(Extracted records)

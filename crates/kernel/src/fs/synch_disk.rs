//! Synchronous disk access.
//!
//! Serializes threads onto the raw sector device: one request at a time,
//! and the requester sleeps until the device signals completion.

use crate::kernel::Kernel;
use crate::machine::disk::{Disk, SECTOR_SIZE};
use crate::threads::lock::Lock;
use crate::threads::semaphore::Semaphore;

pub struct SynchDisk {
    disk: Disk,
    lock: Lock,
    request_done: Semaphore,
}

impl SynchDisk {
    pub fn new(disk: Disk) -> Self {
        Self {
            disk,
            lock: Lock::new("synch disk"),
            request_done: Semaphore::new("synch disk done", 0),
        }
    }

    pub fn read_sector(&self, k: &Kernel, sector: usize, data: &mut [u8]) {
        assert_eq!(data.len(), SECTOR_SIZE);
        self.lock.acquire(k);
        self.disk.read_sector(sector, data, || self.request_done.v(k));
        self.request_done.p(k);
        self.lock.release(k);
    }

    pub fn write_sector(&self, k: &Kernel, sector: usize, data: &[u8]) {
        assert_eq!(data.len(), SECTOR_SIZE);
        self.lock.acquire(k);
        self.disk.write_sector(sector, data, || self.request_done.v(k));
        self.request_done.p(k);
        self.lock.release(k);
    }
}
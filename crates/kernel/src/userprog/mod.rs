//! The user-program side of the kernel: the blocking console and the
//! syscall dispatcher.

pub mod exception;
pub mod synch_console;

pub use synch_console::SynchConsole;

(End Extracted records)

● **Work to be completed**: Write out the entries above word for word.

● **Reply to the exercise**:
filename crates/kernel/src/fs/synch_disk.rs
//! Synchronous disk access.
//!
//! Serializes threads onto the raw sector device: one request at a time,
//! and the requester sleeps until the device signals completion.

use crate::kernel::Kernel;
use crate::machine::disk::{Disk, SECTOR_SIZE};
use crate::threads::lock::Lock;
use crate::threads::semaphore::Semaphore;

pub struct SynchDisk {
    disk: Disk,
    lock: Lock,
    request_done: Semaphore,
}

impl SynchDisk {
    pub fn new(disk: Disk) -> Self {
        Self {
            disk,
            lock: Lock::new("synch disk"),
            request_done: Semaphore::new("synch disk done", 0),
        }
    }

    pub fn read_sector(&self, k: &Kernel, sector: usize, data: &mut [u8]) {
        assert_eq!(data.len(), SECTOR_SIZE);
        self.lock.acquire(k);
        self.disk.read_sector(sector, data, || self.request_done.v(k));
        self.request_done.p(k);
        self.lock.release(k);
    }

    pub fn write_sector(&self, k: &Kernel, sector: usize, data: &[u8]) {
        assert_eq!(data.len(), SECTOR_SIZE);
        self.lock.acquire(k);
        self.disk.write_sector(sector, data, || self.request_done.v(k));
        self.request_done.p(k);
        self.lock.release(k);
    }
}
filename crates/kernel/src/userprog/mod.rs
//! The user-program side of the kernel: the blocking console and the
//! syscall dispatcher.

pub mod exception;
pub mod synch_console;

pub use synch_console::SynchConsole;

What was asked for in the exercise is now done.